Под влиянием политического движения 1830-х годов прежняя литературная картина Испании резко меняется: псевдоклассицизм вытесняется романтизмом. Одним из выдающихся представителей блестящей эпохи борьбы классицизма и романтизма был Хосе Мариано де Ларра, известный и под псевдонимом Фигаро (1809—1837). Это был крупный сатирический талант и замечательно ясный, наблюдательный и точный ум. Он рисует пороки и язвы общества в коротких, но содержательных очерках и картинках. Ларра выступил на литературное поприще со своими «Cartas del pobrecito Hablador», сразу доставившими ему громкую известность. Любопытные очерки нравов писал также Серафим Эстебанес Кальдерон (1801—1867), автор «El Solitarion» и «Escenas Andaluses», и Рамон де Месонеро-и-Романос (1803—1882), написавший «El curioso Parlante» и «Escenas Matritenses». Самый блестящий испанский поэт XIX века — дон Хосе де Эспронседа (1810—1842). Он был глубоко проникнут охватившим тогда лучшую часть И. общества стремлением стряхнуть с себя тяжелые узы абсолютизма и клерикализма. Эспронседа воспитывался в только что открывшейся в то время (1821 г.) коллегии «San Mateo», ставшей рассадником писателей и политических деятелей. Во главе коллегии стоял знаменитый аббат Листа (1775—1848), поэт, критик и учёный, игравший видную роль в деле возрождения Испании. Эспронседа умер, как и Ларра, очень молодым, вследствие чего написал немного, но стихотворения его, носящие на себе печать могучего таланта, по всеобщему убеждению испанцев, не потеряют своей ценности, пока будет жить испанский язык.

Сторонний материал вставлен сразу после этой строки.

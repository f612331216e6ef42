//! # Basic Control Plane Tests
//!
//! Identity validation and the read-only identity header.

use cpn_core::common::{AccessSize, CpnError, Table};
use cpn_core::config::ConfigError;
use cpn_core::cp::{BasicControlPlane, BindState, ControlPlane, ControlPlaneIdentity, IdentityHeader};
use rstest::rstest;

use crate::common::harness::identity;

// ══════════════════════════════════════════════════════════
// 1. Identity validation
// ══════════════════════════════════════════════════════════

#[test]
fn twelve_byte_ident_is_accepted() {
    let id = identity(b'S', "PARDg5vSysCP", 1, 2);
    assert_eq!(id.ident(), "PARDg5vSysCP");
    assert_eq!(id.base().val(), 0x0102_0000);
}

#[test]
fn thirteen_byte_ident_is_rejected() {
    let err = ControlPlaneIdentity::new(b'S', "ThirteenBytes", 0, 0).unwrap_err();
    assert!(matches!(err, ConfigError::IdentTooLong { len: 13, .. }));
}

#[test]
fn empty_and_non_ascii_idents_are_rejected() {
    assert!(matches!(
        ControlPlaneIdentity::new(b'S', "", 4, 5).unwrap_err(),
        ConfigError::EmptyIdent { device: 4, function: 5 }
    ));
    assert!(matches!(
        ControlPlaneIdentity::new(b'S', "café", 0, 0).unwrap_err(),
        ConfigError::InvalidIdent { .. }
    ));
}

#[rstest]
#[case(0x00)]
#[case(0xFF)]
fn reserved_type_codes_are_rejected(#[case] cp_type: u8) {
    let err = ControlPlaneIdentity::new(cp_type, "X", 0, 0).unwrap_err();
    assert!(matches!(err, ConfigError::ReservedType { .. }));
}

// ══════════════════════════════════════════════════════════
// 2. Header through the DataWindow
// ══════════════════════════════════════════════════════════

fn hello() -> BasicControlPlane {
    BasicControlPlane::new(identity(b'S', "HelloCP", 10, 0))
}

#[test]
fn data_window_is_the_header() {
    let cp = hello();
    assert_eq!(cp.data_window_size(), 16);
    assert_eq!(cp.read_data(0, AccessSize::Byte).unwrap(), u64::from(b'S'));

    let low = cp.read_data(0, AccessSize::Double).unwrap();
    let high = cp.read_data(8, AccessSize::Double).unwrap();
    let header = IdentityHeader::from_words(low, high);
    assert_eq!(header.ident(), "HelloCP");
    assert_eq!(header.device, 10);
    assert_eq!(header.function, 0);
    assert_eq!(header.reserved, 0);
}

#[test]
fn header_bytes_match_identity_encoding() {
    let cp = hello();
    let bytes = cp.identity().header().to_bytes();
    for (i, b) in bytes.iter().enumerate() {
        assert_eq!(cp.read_data(i as u64, AccessSize::Byte).unwrap(), u64::from(*b));
    }
}

#[test]
fn header_is_read_only() {
    let mut cp = hello();
    let err = cp.write_data(0, AccessSize::Byte, 0x41).unwrap_err();
    assert!(matches!(err, CpnError::ReadOnly { table: Table::Header, .. }));
    assert_eq!(cp.read_data(0, AccessSize::Byte).unwrap(), u64::from(b'S'));
}

#[test]
fn reads_past_the_header_are_alignment_errors() {
    let cp = hello();
    assert!(cp.read_data(12, AccessSize::Double).unwrap_err().is_alignment());
    assert!(cp.read_data(16, AccessSize::Byte).unwrap_err().is_alignment());
}

#[test]
fn bind_state_moves_once() {
    let mut cp = hello();
    assert_eq!(cp.bind_state(), BindState::Unbound);
    cp.mark_bound().unwrap();
    assert_eq!(cp.bind_state(), BindState::Bound);
    assert_eq!(
        cp.mark_bound().unwrap_err(),
        CpnError::AlreadyBound { device: 10, function: 0 }
    );
}
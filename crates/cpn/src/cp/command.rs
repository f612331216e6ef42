//! ConfigWindow registers: table geometry, a command mailbox, and a domain-keyed table port.
//!
//! ```text
//!  0        2        4        6      7      8                       16
//!  +--------+--------+--------+------+------+-----------------------+
//!  | params | stats  | trigs  | stat | cmd  | argument              |
//!  +--------+--------+--------+------+------+-----------------------+
//!  16       18       20              24                             32
//!  +--------+--------+---------------+------------------------------+
//!  | domain | rsvd   | dest addr     | data                         |
//!  +--------+--------+---------------+------------------------------+
//! ```
//!
//! Geometry and status are read-only; the reserved half-word reads as zero and ignores
//! writes. A one-byte write to `cmd` runs the command:
//! - `G` copies the table cell named by `(domain, dest addr)` into `data`.
//! - `S` stores `data` into that cell.
//! - anything else goes to the registered `CommandHandler` as `(cmd, argument)`.
//!
//! Status ends up `0` on success, `0xFE` when a table command fails and `0xFF` when no
//! handler understands the command.

use std::fmt;

use tracing::{debug, warn};

use super::ControlPlane;
use super::window::{check_unit, load, store, touches};
use crate::common::constants::{
    COMMAND_STATUS_FAILED, COMMAND_STATUS_UNKNOWN, CONFIG_WINDOW_SIZE, UNMAPPED_SENTINEL,
};
use crate::common::{AccessSize, AlignmentFault, CpnError, CpnResult, Table};

/// Offset of the status byte (`0` ok, `0xFE` table command failed, `0xFF` unknown command).
pub const STATUS_OFFSET: u64 = 6;
/// Offset of the command byte; writing it runs the command.
pub const COMMAND_OFFSET: u64 = 7;
/// Offset of the 8-byte command argument.
pub const ARGUMENT_OFFSET: u64 = 8;
/// Offset of the 2-byte domain id register.
pub const DOMAIN_OFFSET: u64 = 16;
/// Offset of the 4-byte dest-addr register.
pub const DEST_ADDR_OFFSET: u64 = 20;
/// Offset of the 8-byte data register used by `G` and `S`.
pub const DATA_OFFSET: u64 = 24;

/// Built-in command: read one domain-keyed table cell into `data`.
pub const CMD_GET: u8 = b'G';
/// Built-in command: write `data` into one domain-keyed table cell.
pub const CMD_SET: u8 = b'S';

const WORD: u64 = 8;

/// Receiver of mailbox commands, supplied by the component that owns the control plane.
pub trait CommandHandler: Send {
    /// Executes `cmd`; returns `false` if the command is not understood.
    fn handle_command(&mut self, cmd: u8, argument: u64) -> bool;
}

/// Entry counts advertised in the ConfigWindow.
#[derive(Debug, Clone, Copy, PartialEq, Eq, Default)]
pub struct Geometry {
    /// Parameter table entries.
    pub param_entries: u16,
    /// Statistics table entries.
    pub stat_entries: u16,
    /// Trigger table entries.
    pub trigger_entries: u16,
}

/// One cell addressed by the dest-addr register: a table and a row among the rows one
/// domain owns.
///
/// The register holds the table in bits 16..24 (`0` parameters, `1` statistics) and the
/// domain-relative row in bits 0..16.
#[derive(Debug, Clone, Copy, PartialEq, Eq)]
pub struct TableCell {
    table: Table,
    row: u16,
}

impl TableCell {
    const TABLE_SHIFT: u32 = 16;
    const PARAMETER: u32 = 0;
    const STATISTIC: u32 = 1;

    /// Row `row` of a domain's parameters.
    pub const fn parameter(row: u16) -> Self {
        Self {
            table: Table::Parameter,
            row,
        }
    }

    /// Row `row` of a domain's statistics.
    pub const fn statistic(row: u16) -> Self {
        Self {
            table: Table::Statistic,
            row,
        }
    }

    /// Decodes a dest-addr register value.
    ///
    /// # Errors
    ///
    /// `InvalidValue` if the table selector names neither parameters nor statistics.
    pub fn decode(dest: u32) -> CpnResult<Self> {
        let row = (dest & 0xFFFF) as u16;
        match dest >> Self::TABLE_SHIFT {
            Self::PARAMETER => Ok(Self::parameter(row)),
            Self::STATISTIC => Ok(Self::statistic(row)),
            _ => Err(CpnError::InvalidValue {
                field: "dest_addr".to_owned(),
                value: u64::from(dest),
            }),
        }
    }

    /// Value to write to the dest-addr register.
    pub const fn dest(self) -> u32 {
        let table = match self.table {
            Table::Statistic => Self::STATISTIC,
            _ => Self::PARAMETER,
        };
        (table << Self::TABLE_SHIFT) | self.row as u32
    }

    /// Table holding the cell.
    pub const fn table(self) -> Table {
        self.table
    }

    /// Position among the domain's rows.
    pub const fn row(self) -> usize {
        self.row as usize
    }

    /// The error for a domain that owns no such row.
    pub const fn missing(self, domain: u16) -> CpnError {
        CpnError::NoDomainRow {
            table: self.table,
            domain,
            row: self.row as usize,
        }
    }
}

/// ConfigWindow register state.
pub struct ConfigRegs {
    geometry: Geometry,
    status: u8,
    command: u8,
    argument: u64,
    domain: u16,
    dest_addr: u32,
    data: u64,
    handler: Option<Box<dyn CommandHandler>>,
}

impl fmt::Debug for ConfigRegs {
    fn fmt(&self, f: &mut fmt::Formatter<'_>) -> fmt::Result {
        f.debug_struct("ConfigRegs")
            .field("geometry", &self.geometry)
            .field("status", &self.status)
            .field("command", &self.command)
            .field("argument", &self.argument)
            .field("domain", &self.domain)
            .field("dest_addr", &self.dest_addr)
            .field("data", &self.data)
            .field("handler", &self.handler.is_some())
            .finish()
    }
}

impl ConfigRegs {
    /// Registers advertising `geometry`, with no handler installed.
    pub const fn new(geometry: Geometry) -> Self {
        Self {
            geometry,
            status: 0,
            command: 0,
            argument: 0,
            domain: 0,
            dest_addr: 0,
            data: 0,
            handler: None,
        }
    }

    /// Installs the command handler, replacing any previous one.
    pub fn set_handler(&mut self, handler: Box<dyn CommandHandler>) {
        self.handler = Some(handler);
    }

    /// Advertised geometry.
    pub const fn geometry(&self) -> Geometry {
        self.geometry
    }

    /// Status of the last command.
    pub const fn status(&self) -> u8 {
        self.status
    }

    /// Domain id register.
    pub const fn domain(&self) -> u16 {
        self.domain
    }

    /// Dest-addr register.
    pub const fn dest_addr(&self) -> u32 {
        self.dest_addr
    }

    /// Data register.
    pub const fn data(&self) -> u64 {
        self.data
    }

    fn word(&self, index: u64) -> [u8; 8] {
        let mut word = [0u8; 8];
        match index {
            0 => {
                store(&mut word, 0, AccessSize::Half, self.geometry.param_entries as u64);
                store(&mut word, 2, AccessSize::Half, self.geometry.stat_entries as u64);
                store(&mut word, 4, AccessSize::Half, self.geometry.trigger_entries as u64);
                word[STATUS_OFFSET as usize] = self.status;
                word[COMMAND_OFFSET as usize] = self.command;
            }
            1 => word = self.argument.to_le_bytes(),
            2 => {
                store(&mut word, 0, AccessSize::Half, self.domain as u64);
                store(&mut word, 4, AccessSize::Word, self.dest_addr as u64);
            }
            _ => word = self.data.to_le_bytes(),
        }
        word
    }

    fn check(offset: u64, size: AccessSize) -> CpnResult<()> {
        if offset + size.bytes() > CONFIG_WINDOW_SIZE {
            return Err(AlignmentFault::Register {
                offset,
                size: size.bytes(),
            }
            .into());
        }
        check_unit(offset, offset % WORD, WORD, size)
    }

    /// Reads `size` bytes at `offset`.
    ///
    /// # Errors
    ///
    /// `AlignmentError` if the access leaves the window or crosses an 8-byte word boundary.
    pub fn read(&self, offset: u64, size: AccessSize) -> CpnResult<u64> {
        Self::check(offset, size)?;
        Ok(load(&self.word(offset / WORD), offset % WORD, size))
    }

    /// Writes `size` bytes at `offset`. Returns the command byte when the write landed on
    /// the command register; running it is left to [`execute`].
    ///
    /// # Errors
    ///
    /// `AlignmentError` as for [`read`](Self::read); `ReadOnly` for geometry or status bytes.
    pub fn write(&mut self, offset: u64, size: AccessSize, value: u64) -> CpnResult<Option<u8>> {
        Self::check(offset, size)?;
        let unit = offset % WORD;
        let mut word = self.word(offset / WORD);
        store(&mut word, unit, size, value);
        match offset / WORD {
            0 => {
                if touches(unit, size, &(0..COMMAND_OFFSET)) {
                    return Err(CpnError::ReadOnly {
                        table: Table::Config,
                        offset,
                    });
                }
                return Ok(Some(word[COMMAND_OFFSET as usize]));
            }
            1 => self.argument = u64::from_le_bytes(word),
            2 => {
                self.domain = load(&word, 0, AccessSize::Half) as u16;
                self.dest_addr = load(&word, 4, AccessSize::Word) as u32;
            }
            _ => self.data = u64::from_le_bytes(word),
        }
        Ok(None)
    }

    fn finish(&mut self, cmd: u8, status: u8) {
        self.command = cmd;
        self.status = status;
    }

    fn dispatch(&mut self, cmd: u8) {
        let handled = self
            .handler
            .as_mut()
            .is_some_and(|h| h.handle_command(cmd, self.argument));
        if handled {
            debug!(cmd, argument = self.argument, "control plane command handled");
            self.finish(cmd, 0);
        } else {
            warn!(cmd, "unknown control plane command");
            self.finish(cmd, COMMAND_STATUS_UNKNOWN);
        }
    }
}

/// Runs `cmd` on `cp`: the table commands against its domain-keyed rows, anything else
/// through the installed handler.
pub fn execute<C: ControlPlane + ?Sized>(cp: &mut C, cmd: u8) {
    let regs = cp.core().regs();
    let (domain, dest, data) = (regs.domain, regs.dest_addr, regs.data);
    let outcome = match cmd {
        CMD_GET => match cp.query_table(domain, dest) {
            Ok(value) => {
                cp.core_mut().regs_mut().data = value;
                Ok(())
            }
            Err(e) => {
                cp.core_mut().regs_mut().data = UNMAPPED_SENTINEL;
                Err(e)
            }
        },
        CMD_SET => cp.update_table(domain, dest, data),
        _ => {
            cp.core_mut().regs_mut().dispatch(cmd);
            return;
        }
    };
    let regs = cp.core_mut().regs_mut();
    match outcome {
        Ok(()) => {
            debug!(cmd, domain, dest, data = regs.data, "table command done");
            regs.finish(cmd, 0);
        }
        Err(error) => {
            warn!(cmd, domain, dest, %error, "table command failed");
            regs.finish(cmd, COMMAND_STATUS_FAILED);
        }
    }
}
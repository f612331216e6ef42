//! Control planes: the management-facing state of a hardware component.
//!
//! This module provides the `ControlPlane` capability and its variants. It includes:
//! 1. **Identity:** Type code, IDENT string, and `(device, function)` address.
//! 2. **Variants:** A header-only basic control plane and a general one with tables.
//! 3. **Tables:** Typed parameter/statistic schemas and edge-triggered trigger entries.
//! 4. **ConfigWindow:** Geometry registers, a command mailbox, and a domain-keyed table port.
//!
//! A control plane is owned by its component and shared with the network through a
//! [`SharedControlPlane`]. The fair mutex serves competing requests in arrival order.

use std::fmt;
use std::sync::Arc;

use parking_lot::FairMutex;

use crate::common::{AccessSize, CpnResult};

/// Shared identity, bind state, and ConfigWindow.
pub mod base;

/// Header-only control plane.
pub mod basic;

/// ConfigWindow registers and command handlers.
pub mod command;

/// Control plane with parameter, statistics, and trigger tables.
pub mod general;

/// Identity and its wire header.
pub mod identity;

/// Typed attribute descriptors.
pub mod schema;

/// Trigger entries, descriptors, and actions.
pub mod trigger;

mod window;

pub use base::{BindState, CpCore};
pub use basic::BasicControlPlane;
pub use command::{CommandHandler, ConfigRegs, Geometry, TableCell};
pub use general::{GeneralControlPlane, GeneralLayout};
pub use identity::{ControlPlaneIdentity, IdentityHeader};
pub use schema::{AttrKind, AttrSchema, Attribute, ParameterAttr, StatisticAttr};
pub use trigger::{Comparator, EventLog, TriggerAction, TriggerDescriptor, TriggerEntry, TriggerEvent};

/// A control plane as seen by the network.
pub type SharedControlPlane = Arc<FairMutex<dyn ControlPlane>>;

/// A control plane as kept by its owning component; coerces to [`SharedControlPlane`].
pub type ControlPlaneHandle<T> = Arc<FairMutex<T>>;

/// Wraps a control plane for sharing between its owner and the network.
pub fn share<T: ControlPlane + 'static>(cp: T) -> ControlPlaneHandle<T> {
    Arc::new(FairMutex::new(cp))
}

/// Capability implemented by every control plane variant.
///
/// Offsets passed to the window methods are relative to the start of the window.
pub trait ControlPlane: Send + fmt::Debug {
    /// Shared state.
    fn core(&self) -> &CpCore;

    /// Mutable shared state.
    fn core_mut(&mut self) -> &mut CpCore;

    /// Size of the DataWindow in bytes.
    fn data_window_size(&self) -> u64;

    /// Reads `size` bytes of the DataWindow at `offset`.
    ///
    /// # Errors
    ///
    /// `AlignmentError` for an access outside the window, across a field unit, or at a
    /// missing table index.
    fn read_data(&self, offset: u64, size: AccessSize) -> CpnResult<u64>;

    /// Writes `size` bytes of the DataWindow at `offset`. Nothing is applied on error.
    ///
    /// # Errors
    ///
    /// As for [`read_data`](Self::read_data), plus `ReadOnly` and `InvalidValue`.
    fn write_data(&mut self, offset: u64, size: AccessSize, value: u64) -> CpnResult<()>;

    /// Identity consumed by scanning agents.
    fn identity(&self) -> &ControlPlaneIdentity {
        self.core().identity()
    }

    /// Current attachment state.
    fn bind_state(&self) -> BindState {
        self.core().state()
    }

    /// Moves the control plane to `Bound`.
    ///
    /// # Errors
    ///
    /// `AlreadyBound` on a second call.
    fn mark_bound(&mut self) -> CpnResult<()> {
        self.core_mut().mark_bound()
    }

    /// Table geometry advertised in the ConfigWindow.
    fn geometry(&self) -> Geometry {
        self.core().regs().geometry()
    }

    /// Reads the ConfigWindow.
    ///
    /// # Errors
    ///
    /// `AlignmentError` for an access outside the window or across a register word.
    fn read_config(&self, offset: u64, size: AccessSize) -> CpnResult<u64> {
        self.core().regs().read(offset, size)
    }

    /// Writes the ConfigWindow; a byte write to the command register runs the command
    /// before this returns.
    ///
    /// # Errors
    ///
    /// As for [`read_config`](Self::read_config), plus `ReadOnly`. A failed command is
    /// reported through the status register, not here.
    fn write_config(&mut self, offset: u64, size: AccessSize, value: u64) -> CpnResult<()> {
        if let Some(cmd) = self.core_mut().regs_mut().write(offset, size, value)? {
            command::execute(self, cmd);
        }
        Ok(())
    }

    /// Reads the cell `dest` among the rows owned by `domain`. Backs the `G` command.
    ///
    /// # Errors
    ///
    /// `NoDomainRow` if the domain owns no such row, `InvalidValue` for a bad `dest`.
    fn query_table(&self, domain: u16, dest: u32) -> CpnResult<u64> {
        Err(TableCell::decode(dest)?.missing(domain))
    }

    /// Writes `data` into the cell `dest` among the rows owned by `domain`. Backs the `S`
    /// command.
    ///
    /// # Errors
    ///
    /// As for [`query_table`](Self::query_table), plus `ReadOnly` and `InvalidValue` for
    /// cells the network side may not set.
    fn update_table(&mut self, domain: u16, dest: u32, _data: u64) -> CpnResult<()> {
        Err(TableCell::decode(dest)?.missing(domain))
    }

    /// Installs the handler for ConfigWindow commands.
    fn set_command_handler(&mut self, handler: Box<dyn CommandHandler>) {
        self.core_mut().set_command_handler(handler);
    }
}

К романтическому движению примкнули также поэт и драматург Сааведра и герцог де Ривас (1791—1865), борец за независимость, сначала писавший в классическом вкусе трагедии и комедии, но прославившийся блестящей эпической поэмой «Moro esposito». Пьеса его «Don Alvaro о la Guerra del Destino» — прекрасный образчик романтической драмы. Мартинес де ла Роса, поэт, драматург, историк, романист и политический деятель, написал прекрасную трагедию «Эдип» и замечательную драму «La conjuracion de Venecia».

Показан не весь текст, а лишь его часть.